PROBLEM DETAILS
Would you print all of the records below exactly, without skipping any?

Start of Block

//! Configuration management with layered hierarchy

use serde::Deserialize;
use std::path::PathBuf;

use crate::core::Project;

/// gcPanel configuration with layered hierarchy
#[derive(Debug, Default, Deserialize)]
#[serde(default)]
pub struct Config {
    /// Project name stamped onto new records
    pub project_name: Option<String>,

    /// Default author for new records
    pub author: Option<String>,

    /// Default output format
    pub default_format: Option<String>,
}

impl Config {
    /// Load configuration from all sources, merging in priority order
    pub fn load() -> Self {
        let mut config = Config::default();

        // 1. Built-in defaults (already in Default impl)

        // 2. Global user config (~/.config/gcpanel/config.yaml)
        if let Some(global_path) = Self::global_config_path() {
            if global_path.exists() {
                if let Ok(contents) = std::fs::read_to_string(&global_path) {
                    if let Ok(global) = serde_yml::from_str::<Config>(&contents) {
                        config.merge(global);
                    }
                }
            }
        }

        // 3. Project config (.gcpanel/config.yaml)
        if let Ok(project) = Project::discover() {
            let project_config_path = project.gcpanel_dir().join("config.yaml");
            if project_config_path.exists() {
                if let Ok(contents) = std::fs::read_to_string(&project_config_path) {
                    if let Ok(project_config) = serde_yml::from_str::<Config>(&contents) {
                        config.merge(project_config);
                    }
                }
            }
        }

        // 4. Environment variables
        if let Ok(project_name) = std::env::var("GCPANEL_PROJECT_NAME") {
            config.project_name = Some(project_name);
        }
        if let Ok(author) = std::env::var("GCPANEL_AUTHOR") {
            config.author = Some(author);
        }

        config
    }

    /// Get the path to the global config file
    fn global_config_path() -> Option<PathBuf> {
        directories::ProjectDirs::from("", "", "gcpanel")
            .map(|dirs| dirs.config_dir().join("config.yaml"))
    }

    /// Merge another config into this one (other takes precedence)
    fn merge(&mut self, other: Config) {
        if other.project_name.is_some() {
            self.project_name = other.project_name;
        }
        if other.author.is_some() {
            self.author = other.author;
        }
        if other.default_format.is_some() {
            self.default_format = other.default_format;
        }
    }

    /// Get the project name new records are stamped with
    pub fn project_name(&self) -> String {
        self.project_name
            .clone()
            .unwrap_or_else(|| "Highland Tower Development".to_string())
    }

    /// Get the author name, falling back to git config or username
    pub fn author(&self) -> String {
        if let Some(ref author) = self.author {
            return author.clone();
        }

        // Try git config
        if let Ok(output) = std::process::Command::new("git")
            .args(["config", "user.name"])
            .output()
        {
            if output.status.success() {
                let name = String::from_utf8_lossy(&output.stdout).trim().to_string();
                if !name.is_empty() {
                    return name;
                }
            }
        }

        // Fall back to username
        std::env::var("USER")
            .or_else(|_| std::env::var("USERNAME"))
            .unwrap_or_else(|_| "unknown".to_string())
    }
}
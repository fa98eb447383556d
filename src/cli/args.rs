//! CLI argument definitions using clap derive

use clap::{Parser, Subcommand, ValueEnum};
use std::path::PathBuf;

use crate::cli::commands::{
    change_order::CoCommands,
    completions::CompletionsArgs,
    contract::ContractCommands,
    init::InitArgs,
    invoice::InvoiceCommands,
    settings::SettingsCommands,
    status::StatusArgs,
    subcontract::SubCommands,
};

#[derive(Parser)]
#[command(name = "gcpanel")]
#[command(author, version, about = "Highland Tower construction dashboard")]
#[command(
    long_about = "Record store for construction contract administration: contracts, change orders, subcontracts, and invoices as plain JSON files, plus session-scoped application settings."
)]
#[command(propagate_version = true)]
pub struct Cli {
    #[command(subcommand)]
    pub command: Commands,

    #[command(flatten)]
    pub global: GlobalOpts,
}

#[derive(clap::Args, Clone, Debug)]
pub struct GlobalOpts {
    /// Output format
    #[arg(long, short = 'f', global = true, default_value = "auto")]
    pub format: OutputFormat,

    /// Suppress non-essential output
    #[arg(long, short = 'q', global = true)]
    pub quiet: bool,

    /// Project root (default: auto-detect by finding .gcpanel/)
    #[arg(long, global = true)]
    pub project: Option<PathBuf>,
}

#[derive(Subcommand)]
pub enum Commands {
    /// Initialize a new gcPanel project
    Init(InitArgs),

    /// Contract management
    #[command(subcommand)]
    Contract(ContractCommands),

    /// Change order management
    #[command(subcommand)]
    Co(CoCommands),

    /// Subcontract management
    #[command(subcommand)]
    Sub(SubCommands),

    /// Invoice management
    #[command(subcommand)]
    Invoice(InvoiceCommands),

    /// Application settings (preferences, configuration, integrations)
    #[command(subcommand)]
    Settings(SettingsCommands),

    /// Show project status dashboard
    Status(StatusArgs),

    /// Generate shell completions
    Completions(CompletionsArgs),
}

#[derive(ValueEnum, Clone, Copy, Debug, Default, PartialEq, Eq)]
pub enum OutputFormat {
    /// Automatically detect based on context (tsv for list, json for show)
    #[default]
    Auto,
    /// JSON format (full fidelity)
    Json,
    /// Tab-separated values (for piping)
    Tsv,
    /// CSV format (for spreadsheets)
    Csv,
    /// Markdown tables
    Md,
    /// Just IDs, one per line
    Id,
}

End of Block

ANSWER BOX
//! Configuration management with layered hierarchy

use serde::Deserialize;
use std::path::PathBuf;

use crate::core::Project;

/// gcPanel configuration with layered hierarchy
#[derive(Debug, Default, Deserialize)]
#[serde(default)]
pub struct Config {
    /// Project name stamped onto new records
    pub project_name: Option<String>,

    /// Default author for new records
    pub author: Option<String>,

    /// Default output format
    pub default_format: Option<String>,
}

impl Config {
    /// Load configuration from all sources, merging in priority order
    pub fn load() -> Self {
        let mut config = Config::default();

        // 1. Built-in defaults (already in Default impl)

        // 2. Global user config (~/.config/gcpanel/config.yaml)
        if let Some(global_path) = Self::global_config_path() {
            if global_path.exists() {
                if let Ok(contents) = std::fs::read_to_string(&global_path) {
                    if let Ok(global) = serde_yml::from_str::<Config>(&contents) {
                        config.merge(global);
                    }
                }
            }
        }

        // 3. Project config (.gcpanel/config.yaml)
        if let Ok(project) = Project::discover() {
            let project_config_path = project.gcpanel_dir().join("config.yaml");
            if project_config_path.exists() {
                if let Ok(contents) = std::fs::read_to_string(&project_config_path) {
                    if let Ok(project_config) = serde_yml::from_str::<Config>(&contents) {
                        config.merge(project_config);
                    }
                }
            }
        }

        // 4. Environment variables
        if let Ok(project_name) = std::env::var("GCPANEL_PROJECT_NAME") {
            config.project_name = Some(project_name);
        }
        if let Ok(author) = std::env::var("GCPANEL_AUTHOR") {
            config.author = Some(author);
        }

        config
    }

    /// Get the path to the global config file
    fn global_config_path() -> Option<PathBuf> {
        directories::ProjectDirs::from("", "", "gcpanel")
            .map(|dirs| dirs.config_dir().join("config.yaml"))
    }

    /// Merge another config into this one (other takes precedence)
    fn merge(&mut self, other: Config) {
        if other.project_name.is_some() {
            self.project_name = other.project_name;
        }
        if other.author.is_some() {
            self.author = other.author;
        }
        if other.default_format.is_some() {
            self.default_format = other.default_format;
        }
    }

    /// Get the project name new records are stamped with
    pub fn project_name(&self) -> String {
        self.project_name
            .clone()
            .unwrap_or_else(|| "Highland Tower Development".to_string())
    }

    /// Get the author name, falling back to git config or username
    pub fn author(&self) -> String {
        if let Some(ref author) = self.author {
            return author.clone();
        }

        // Try git config
        if let Ok(output) = std::process::Command::new("git")
            .args(["config", "user.name"])
            .output()
        {
            if output.status.success() {
                let name = String::from_utf8_lossy(&output.stdout).trim().to_string();
                if !name.is_empty() {
                    return name;
                }
            }
        }

        // Fall back to username
        std::env::var("USER")
            .or_else(|_| std::env::var("USERNAME"))
            .unwrap_or_else(|_| "unknown".to_string())
    }
}
repository fa98eb447383556d
filename src/cli/args.rs
//! CLI argument definitions using clap derive

use clap::{Parser, Subcommand, ValueEnum};
use std::path::PathBuf;

use crate::cli::commands::{
    change_order::CoCommands,
    completions::CompletionsArgs,
    contract::ContractCommands,
    init::InitArgs,
    invoice::InvoiceCommands,
    settings::SettingsCommands,
    status::StatusArgs,
    subcontract::SubCommands,
};

#[derive(Parser)]
#[command(name = "gcpanel")]
#[command(author, version, about = "Highland Tower construction dashboard")]
#[command(
    long_about = "Record store for construction contract administration: contracts, change orders, subcontracts, and invoices as plain JSON files, plus session-scoped application settings."
)]
#[command(propagate_version = true)]
pub struct Cli {
    #[command(subcommand)]
    pub command: Commands,

    #[command(flatten)]
    pub global: GlobalOpts,
}

#[derive(clap::Args, Clone, Debug)]
pub struct GlobalOpts {
    /// Output format
    #[arg(long, short = 'f', global = true, default_value = "auto")]
    pub format: OutputFormat,

    /// Suppress non-essential output
    #[arg(long, short = 'q', global = true)]
    pub quiet: bool,

    /// Project root (default: auto-detect by finding .gcpanel/)
    #[arg(long, global = true)]
    pub project: Option<PathBuf>,
}

#[derive(Subcommand)]
pub enum Commands {
    /// Initialize a new gcPanel project
    Init(InitArgs),

    /// Contract management
    #[command(subcommand)]
    Contract(ContractCommands),

    /// Change order management
    #[command(subcommand)]
    Co(CoCommands),

    /// Subcontract management
    #[command(subcommand)]
    Sub(SubCommands),

    /// Invoice management
    #[command(subcommand)]
    Invoice(InvoiceCommands),

    /// Application settings (preferences, configuration, integrations)
    #[command(subcommand)]
    Settings(SettingsCommands),

    /// Show project status dashboard
    Status(StatusArgs),

    /// Generate shell completions
    Completions(CompletionsArgs),
}

#[derive(ValueEnum, Clone, Copy, Debug, Default, PartialEq, Eq)]
pub enum OutputFormat {
    /// Automatically detect based on context (tsv for list, json for show)
    #[default]
    Auto,
    /// JSON format (full fidelity)
    Json,
    /// Tab-separated values (for piping)
    Tsv,
    /// CSV format (for spreadsheets)
    Csv,
    /// Markdown tables
    Md,
    /// Just IDs, one per line
    Id,
}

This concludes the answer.